_TASK STATEMENT_
Word for word, restate the entries below from their first line through the line that contains "host's per-page setting).".

_DATA EXTRACTS_
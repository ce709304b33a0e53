//! Versioned persistence of {filter, view} configuration.
//!
//! The stored entry is adopted wholesale or not at all: a missing entry, a
//! version mismatch, or a parse failure discards it and falls back to the
//! caller's defaults. On success, stored column state is reconciled against
//! the current defaults so stored layouts survive catalog changes, and the
//! defaults' page size wins (it carries the host's per-page setting).
//! Persistence is best-effort: write failures are logged, never surfaced.

use chrono::Utc;
use log::warn;
use serde::{Deserialize, Serialize};
use serde_json::Value;

use super::ConfigStore;
use crate::filter::FilterConfig;
use crate::view::{ColumnConfig, ViewConfig};

/// Format version of the persisted entry; bumping it invalidates stored configs
pub const CONFIG_VERSION: &str = "1.0";

/// Fixed key the listing surface persists its configuration under
pub const CONFIG_STORAGE_KEY: &str = "advanced-listing-config";

/// The hydrated {filter, view} pair a listing surface boots from
#[derive(Debug, Clone, PartialEq)]
pub struct HydratedConfig {
    pub filter: FilterConfig,
    pub view: ViewConfig,
}

#[derive(Serialize, Deserialize)]
struct StoredConfig {
    version: String,
    filter: Value,
    view: ViewConfig,
    #[serde(rename = "lastUpdated")]
    last_updated: i64,
}

/// Versioned load/save of configuration against a [`ConfigStore`]
pub struct ConfigCache<S: ConfigStore> {
    store: S,
    key: String,
}

impl<S: ConfigStore> ConfigCache<S> {
    pub fn new(store: S) -> Self {
        Self::with_key(store, CONFIG_STORAGE_KEY)
    }

    pub fn with_key(store: S, key: impl Into<String>) -> Self {
        Self {
            store,
            key: key.into(),
        }
    }

    /// Loads the stored configuration, merged against `defaults`. Any failure
    /// discards the stored entry and yields the defaults unchanged.
    pub fn load(&self, version: &str, defaults: &HydratedConfig) -> HydratedConfig {
        let raw = match self.store.get(&self.key) {
            Ok(Some(raw)) => raw,
            Ok(None) => return defaults.clone(),
            Err(e) => {
                warn!("failed to read stored config: {}", e);
                return defaults.clone();
            }
        };

        let stored: StoredConfig = match serde_json::from_str(&raw) {
            Ok(stored) => stored,
            Err(e) => {
                warn!("discarding unparseable stored config: {}", e);
                self.discard();
                return defaults.clone();
            }
        };

        if stored.version != version {
            warn!(
                "discarding stored config: version {} does not match {}",
                stored.version, version
            );
            self.discard();
            return defaults.clone();
        }

        let filter = merge_filter(&defaults.filter, &stored.filter);
        let view = ViewConfig {
            display_mode: stored.view.display_mode,
            density: stored.view.density,
            columns: merge_columns(&defaults.view.columns, &stored.view.columns),
        };

        HydratedConfig { filter, view }
    }

    /// Persists the configuration, stripping the transient `search` and
    /// `page` fields. Failures are logged and swallowed.
    pub fn save(&self, version: &str, filter: &FilterConfig, view: &ViewConfig) {
        let mut filter_value = match serde_json::to_value(filter) {
            Ok(value) => value,
            Err(e) => {
                warn!("failed to serialize filter config: {}", e);
                return;
            }
        };
        if let Some(object) = filter_value.as_object_mut() {
            object.remove("search");
            object.remove("page");
        }

        let entry = StoredConfig {
            version: version.to_string(),
            filter: filter_value,
            view: view.clone(),
            last_updated: Utc::now().timestamp_millis(),
        };

        let serialized = match serde_json::to_string(&entry) {
            Ok(serialized) => serialized,
            Err(e) => {
                warn!("failed to serialize stored config: {}", e);
                return;
            }
        };
        if let Err(e) = self.store.set(&self.key, &serialized) {
            warn!("failed to persist config: {}", e);
        }
    }

    fn discard(&self) {
        if let Err(e) = self.store.remove(&self.key) {
            warn!("failed to discard stored config: {}", e);
        }
    }
}

/// Shallow field-by-field merge of the stored filter over the defaults.
/// The defaults' `page_size` always wins, and the transient `search`/`page`
/// fields come back as defaults since they are never persisted.
fn merge_filter(defaults: &FilterConfig, stored: &Value) -> FilterConfig {
    let mut merged = match serde_json::to_value(defaults) {
        Ok(value) => value,
        Err(_) => return defaults.clone(),
    };
    if let (Some(target), Some(source)) = (merged.as_object_mut(), stored.as_object()) {
        for (key, value) in source {
            if key == "search" || key == "page" {
                continue;
            }
            target.insert(key.clone(), value.clone());
        }
    }
    match serde_json::from_value::<FilterConfig>(merged) {
        Ok(mut filter) => {
            filter.page_size = defaults.page_size;
            filter.page = defaults.page;
            filter
        }
        Err(e) => {
            warn!("stored filter did not merge cleanly, using defaults: {}", e);
            defaults.clone()
        }
    }
}

/// Reconciles stored column state against the current defaults.
///
/// For each default column (in default order), a stored column with the same
/// `(field, objectTypeId)` identity contributes its `visible`, `order`, and
/// `width`; everything else stays as the default defines it. Stored
/// typed-attribute columns with no default counterpart are user-added and
/// appended after the defaults.
pub fn merge_columns(defaults: &[ColumnConfig], stored: &[ColumnConfig]) -> Vec<ColumnConfig> {
    let mut merged: Vec<ColumnConfig> = defaults
        .iter()
        .map(|default| {
            let matched = stored
                .iter()
                .find(|s| s.matches(&default.field, default.object_type_id.as_deref()));
            match matched {
                Some(stored_col) => ColumnConfig {
                    visible: stored_col.visible,
                    order: stored_col.order,
                    width: if stored_col.width > 0 {
                        stored_col.width
                    } else {
                        default.width
                    },
                    ..default.clone()
                },
                None => default.clone(),
            }
        })
        .collect();

    for stored_col in stored {
        if stored_col.object_type_id.is_none() {
            continue;
        }
        let known = defaults
            .iter()
            .any(|d| d.matches(&stored_col.field, stored_col.object_type_id.as_deref()));
        if !known {
            merged.push(stored_col.clone());
        }
    }

    merged
}
//! Bulk actions over a selection: sequential execution, partial failure, and
//! the refresh that follows a finished run.

use std::sync::Arc;

use objectlens::actions::{AddTagAction, AddToFunnelAction, BulkExecutor};
use objectlens::client::mock::MockRecordClient;
use objectlens::client::{ListResponse, TotalCount};
use objectlens::filter::{FilterConfig, FilterStore};
use objectlens::model::ObjectRecord;
use objectlens::pipeline::FetchPipeline;
use objectlens::selection::SelectionModel;

fn record(id: &str, name: &str) -> ObjectRecord {
    ObjectRecord {
        id: id.to_string(),
        name: name.to_string(),
        ..Default::default()
    }
}

#[tokio::test]
async fn partial_failure_reports_every_failed_name() {
    let client = Arc::new(MockRecordClient::new());
    client.fail_record("obj-2");
    client.fail_record("obj-4");

    let records = vec![
        record("obj-1", "Alpha"),
        record("obj-2", "Beta"),
        record("obj-3", "Gamma"),
        record("obj-4", "Delta"),
    ];
    let action = AddTagAction::new(Arc::clone(&client), "tag-1");
    let executor = BulkExecutor::new();

    let report = executor.run(&action, &records).await.unwrap();
    assert_eq!(report.completed, 2);
    let failed: Vec<&str> = report.failed.iter().map(|f| f.name.as_str()).collect();
    assert_eq!(failed, vec!["Beta", "Delta"]);
    assert!(report.failed.iter().all(|f| f.error.is_some()));

    // every record was attempted exactly once, in selection order
    let attempted: Vec<String> = client.tag_calls().into_iter().map(|(id, _)| id).collect();
    assert_eq!(attempted, vec!["obj-1", "obj-2", "obj-3", "obj-4"]);
}

#[tokio::test]
async fn progress_counts_settle_at_the_total() {
    let client = Arc::new(MockRecordClient::new());
    client.fail_record("obj-2");
    let records = vec![record("obj-1", "Alpha"), record("obj-2", "Beta")];

    let action = AddToFunnelAction::new(Arc::clone(&client), "step-1", 2);
    let executor = BulkExecutor::new();
    executor.run(&action, &records).await.unwrap();

    let progress = executor.progress().borrow().clone().unwrap();
    assert_eq!(progress.total, 2);
    assert_eq!(progress.completed, 1);
    assert_eq!(progress.failed.len(), 1);
    assert!(progress.is_finished());
}

#[tokio::test(start_paused = true)]
async fn successful_run_refreshes_the_listing() {
    let client = Arc::new(MockRecordClient::new());
    client.push_list_response(ListResponse {
        items: vec![record("obj-1", "Alpha")],
        total_count: TotalCount::Simple(1),
        page: 1,
        page_size: 20,
    });

    let mut store = FilterStore::new(FilterConfig::default());
    let pipeline = FetchPipeline::spawn(Arc::clone(&client), store.subscribe());
    let state = pipeline.wait_for(|s| s.total_count == 1).await;

    let mut selection = SelectionModel::new();
    selection.select_all_on_page(&state.data);
    assert_eq!(selection.len(), 1);

    let action = AddTagAction::new(Arc::clone(&client), "tag-1");
    let report = BulkExecutor::new()
        .run(&action, selection.records())
        .await
        .unwrap();
    assert!(report.is_success());

    // on success the host clears the selection and re-fetches
    selection.clear();
    store.refresh();
    pipeline.wait_for(|_| client.list_calls().len() == 2).await;
    assert!(selection.is_empty());
    pipeline.abort();
}
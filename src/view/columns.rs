//! Pure column-layout transitions.
//!
//! Every operation here transforms a column array in place and reports
//! whether anything changed; the view store wraps them with notification.
//! Restricted columns (no reordering) are rejected at the input layer, so
//! `reorder` assumes its indices point at movable columns.

use serde::{Deserialize, Serialize};

use super::config::{ColumnConfig, ColumnFormat, ViewRestrictions, MIN_COLUMN_WIDTH};

/// Catalog entry describing a column to add: a standard field or a typed
/// attribute of one object type.
#[derive(Debug, Clone, PartialEq, Serialize, Deserialize)]
pub struct ColumnSpec {
    pub field: String,
    pub label: String,
    pub width: u32,
    #[serde(rename = "objectTypeId", default)]
    pub object_type_id: Option<String>,
    #[serde(rename = "formatType", default)]
    pub format: Option<ColumnFormat>,
}

/// Shows or hides a column. Hiding a required standard column is a no-op.
/// A column made visible is appended to the end of the visible sequence.
pub fn toggle_visibility(
    columns: &mut [ColumnConfig],
    restrictions: &ViewRestrictions,
    field: &str,
    visible: bool,
    object_type_id: Option<&str>,
) -> bool {
    if !visible && object_type_id.is_none() && restrictions.is_required(field) {
        return false;
    }
    let visible_count = columns.iter().filter(|c| c.visible).count();
    let Some(column) = columns
        .iter_mut()
        .find(|c| c.matches(field, object_type_id))
    else {
        return false;
    };
    if column.visible == visible {
        return false;
    }
    column.visible = visible;
    if visible {
        column.order = visible_count;
    }
    true
}

/// Moves the visible column at position `from` to position `to`, both indices
/// into the visible, order-sorted sequence. Orders across that sequence are
/// reassigned 0..n-1. Out-of-range indices are a no-op.
pub fn reorder(columns: &mut [ColumnConfig], from: usize, to: usize) -> bool {
    let mut visible: Vec<(usize, usize)> = columns
        .iter()
        .enumerate()
        .filter(|(_, c)| c.visible)
        .map(|(index, c)| (index, c.order))
        .collect();
    visible.sort_by_key(|(_, order)| *order);

    if from >= visible.len() || to >= visible.len() || from == to {
        return false;
    }

    let moved = visible.remove(from);
    visible.insert(to, moved);
    for (position, (index, _)) in visible.into_iter().enumerate() {
        columns[index].order = position;
    }
    true
}

/// Adds a column from the catalog. If a column with the same identity already
/// exists it is re-shown instead of duplicated.
pub fn add(columns: &mut Vec<ColumnConfig>, spec: ColumnSpec) {
    let visible_count = columns.iter().filter(|c| c.visible).count();
    if let Some(existing) = columns
        .iter_mut()
        .find(|c| c.matches(&spec.field, spec.object_type_id.as_deref()))
    {
        if !existing.visible {
            existing.visible = true;
            existing.order = visible_count;
        }
        return;
    }

    let order = columns.len();
    columns.push(ColumnConfig {
        field: spec.field,
        label: spec.label,
        width: spec.width,
        visible: true,
        order,
        sortable: true,
        object_type_id: spec.object_type_id,
        format: spec.format,
    });
}

/// Deletes a column by identity. Required standard columns are a no-op.
pub fn remove(
    columns: &mut Vec<ColumnConfig>,
    restrictions: &ViewRestrictions,
    field: &str,
    object_type_id: Option<&str>,
) -> bool {
    if object_type_id.is_none() && restrictions.is_required(field) {
        return false;
    }
    let before = columns.len();
    columns.retain(|c| !c.matches(field, object_type_id));
    columns.len() != before
}

/// Resizes a column, clamping to [`MIN_COLUMN_WIDTH`]
pub fn resize_width(
    columns: &mut [ColumnConfig],
    field: &str,
    width: u32,
    object_type_id: Option<&str>,
) -> bool {
    let Some(column) = columns
        .iter_mut()
        .find(|c| c.matches(field, object_type_id))
    else {
        return false;
    };
    let clamped = width.max(MIN_COLUMN_WIDTH);
    if column.width == clamped {
        return false;
    }
    column.width = clamped;
    true
}
/// The user's resolution choices. The basic fields hold the *record id*
/// whose value was chosen, not the value itself.
#[derive(Debug, Clone, PartialEq, Eq)]
pub struct MergeConfig {
    pub name: String,
    pub description: String,
    pub id_string: String,
    /// type id -> field name -> resolution
    pub type_values: HashMap<String, HashMap<String, FieldSelection>>,
    /// Extra aliases to carry onto the merged record
    pub aliases: Vec<String>,
}

impl MergeConfig {
    /// Starting choices: every basic field taken from the first record,
    /// no per-field overrides.
    pub fn initial(records: &[ObjectRecord]) -> Self {
        let first = records.first().map(|r| r.id.clone()).unwrap_or_default();
        Self {
            name: first.clone(),
            description: first.clone(),
            id_string: first,
            type_values: HashMap::new(),
            aliases: Vec::new(),
        }
    }
}

/// A typed-attribute group held by more than one selected record, needing
/// per-field resolution
#[derive(Debug, Clone, PartialEq, Eq)]
pub struct OverlappingType {
    pub type_id: String,
    pub type_name: String,
    /// Union of field names across holders, in first-seen order
    pub fields: Vec<String>,
}

/// Rejects selections outside the supported merge arity
pub fn validate_merge_selection(records: &[ObjectRecord]) -> LensResult<()> {
    if records.len() < MIN_MERGE_RECORDS {
        return Err(LensError::Validation(format!(
            "merging requires at least {} records",
            MIN_MERGE_RECORDS
        )));
    }
    if records.len() > MAX_MERGE_RECORDS {
        return Err(LensError::Validation(format!(
            "merging supports at most {} records",
            MAX_MERGE_RECORDS
        )));
    }
    Ok(())
}

/// Typed-attribute groups that need conflict resolution: those held by two
/// or more of the selected records. Order follows first appearance across
/// the selection.
pub fn overlapping_types(
    records: &[ObjectRecord],
    reference: &ReferenceData,
) -> Vec<OverlappingType> {
    let mut result = Vec::new();
    for type_id in type_ids_in_order(records) {
        let holders: Vec<&ObjectRecord> = records
            .iter()
            .filter(|r| r.type_value(&type_id).is_some())
            .collect();
        if holders.len() < 2 {
            continue;
        }
        let mut fields: Vec<String> = Vec::new();
        for holder in &holders {
            if let Some(entry) = holder.type_value(&type_id) {
                for field in entry.type_values.keys() {
                    if !fields.iter().any(|f| f == field) {
                        fields.push(field.clone());
                    }
                }
            }
        }
        let type_name = reference
            .object_type(&type_id)
            .map(|t| t.name.clone())
            .unwrap_or_else(|| type_id.clone());
        result.push(OverlappingType {
            type_id,
            type_name,
            fields,
        });
    }
    result
}

fn type_ids_in_order(records: &[ObjectRecord]) -> Vec<String> {
    let mut seen = Vec::new();
    for record in records {
        for entry in &record.type_values {
            if !seen.iter().any(|t| t == &entry.object_type_id) {
                seen.push(entry.object_type_id.clone());
            }
        }
    }
    seen
}

/// Builds the merge submission payload from the selection and the user's
/// resolution choices.
///
/// The target is the record whose id-string was chosen; every other selected
/// record becomes a source. Overlapping types are resolved field by field,
/// single-holder types pass through unchanged, and the alias list is the
/// deduplicated union of all aliases and id-strings minus the surviving
/// id-string.
pub fn build_merge_request(
    records: &[ObjectRecord],
    config: &MergeConfig,
) -> LensResult<MergeRequest> {
    validate_merge_selection(records)?;

    let find = |id: &str, what: &str| -> LensResult<&ObjectRecord> {
        records.iter().find(|r| r.id == id).ok_or_else(|| {
            LensError::MergeValidation(format!("{} choice '{}' is not a selected record", what, id))
        })
    };
    let name_source = find(&config.name, "name")?;
    let description_source = find(&config.description, "description")?;
    let target = find(&config.id_string, "id-string")?;

    let overlap = overlapping_types(records, &ReferenceData::default());
    let mut type_values: Vec<MergeTypeValue> = Vec::new();
    for type_id in type_ids_in_order(records) {
        let resolved = match overlap.iter().find(|t| t.type_id == type_id) {
            Some(overlapping) => resolve_overlapping(records, config, overlapping)?,
            None => passthrough_type(records, &type_id),
        };
        if !resolved.is_empty() {
            type_values.push(MergeTypeValue {
                type_id,
                type_values: resolved,
            });
        }
    }

    let aliases = merged_aliases(records, &config.aliases, &target.id_string);
    let source_object_ids: Vec<String> = records
        .iter()
        .filter(|r| r.id != target.id)
        .map(|r| r.id.clone())
        .collect();

    Ok(MergeRequest {
        target_object_id: target.id.clone(),
        source_object_ids,
        type_values,
        name: name_source.name.clone(),
        description: description_source.description.clone(),
        id_string: target.id_string.clone(),
        aliases,
    })
}

fn resolve_overlapping(
    records: &[ObjectRecord],
    config: &MergeConfig,
    overlapping: &OverlappingType,
) -> LensResult<Map<String, Value>> {
    let choices = config.type_values.get(&overlapping.type_id);
    let default_source = records[0].id.clone();
    let mut resolved = Map::new();

    for field in &overlapping.fields {
        let selection = choices.and_then(|c| c.get(field));
        let combine = selection.map(|s| s.combine).unwrap_or(false);
        if combine {
            let joined = combine_values(records, &overlapping.type_id, field);
            resolved.insert(field.clone(), Value::String(joined));
            continue;
        }
        let source_id = selection
            .map(|s| s.source_object_id.as_str())
            .unwrap_or(default_source.as_str());
        let source = records.iter().find(|r| r.id == source_id).ok_or_else(|| {
            LensError::MergeValidation(format!(
                "field '{}' resolves to '{}', which is not a selected record",
                field, source_id
            ))
        })?;
        if let Some(value) = source.field_value(&overlapping.type_id, field) {
            resolved.insert(field.clone(), value.clone());
        }
    }
    Ok(resolved)
}

fn combine_values(records: &[ObjectRecord], type_id: &str, field: &str) -> String {
    let mut parts: Vec<String> = Vec::new();
    for record in records {
        if let Some(value) = record.field_value(type_id, field) {
            let rendered = match value {
                Value::Null => continue,
                Value::String(s) => s.clone(),
                Value::Number(n) => n.to_string(),
                Value::Bool(b) => b.to_string(),
                other => serde_json::to_string(other).unwrap_or_default(),
            };
            if !rendered.is_empty() {
                parts.push(rendered);
            }
        }
    }
    parts.join(", ")
}

fn passthrough_type(records: &[ObjectRecord], type_id: &str) -> Map<String, Value> {
    records
        .iter()
        .find_map(|r| r.type_value(type_id))
        .map(|entry| entry.type_values.clone())
        .unwrap_or_default()
}

fn merged_aliases(records: &[ObjectRecord], extra: &[String], surviving: &str) -> Vec<String> {
    let mut aliases: Vec<String> = Vec::new();
    let mut push = |candidate: &str| {
        if candidate.is_empty() || candidate == surviving {
            return;
        }
        if !aliases.iter().any(|a| a == candidate) {
            aliases.push(candidate.to_string());
        }
    };
    for record in records {
        for alias in &record.aliases {
            push(alias);
        }
        push(&record.id_string);
    }
    for alias in extra {
        push(alias);
    }
    aliases
}

/// Lifecycle of the merge dialog
#[derive(Debug, Clone, PartialEq, Eq)]
pub enum MergePhase {
    /// Choices are being edited
    Configuring,
    /// Submission in flight; the dialog cannot be dismissed
    Submitting,
    /// Merge accepted; carries the surviving record's id
    Success { target_object_id: String },
    /// Submission failed; choices are intact and can be resubmitted
    Error(String),
}

/// Drives a merge from selection through submission
pub struct MergeDialog<C: RecordClient> {
    client: Arc<C>,
    records: Vec<ObjectRecord>,
    config: MergeConfig,
    phase: MergePhase,
    dirty: bool,
}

_ANSWER BOX_
repository ce709304b33a0e53
//! Versioned persistence of {filter, view} configuration.
//!
//! The stored entry is adopted wholesale or not at all: a missing entry, a
//! version mismatch, or a parse failure discards it and falls back to the
//! caller's defaults. On success, stored column state is reconciled against
//! the current defaults so stored layouts survive catalog changes, and the
//! defaults' page size wins (it carries the host's per-page setting).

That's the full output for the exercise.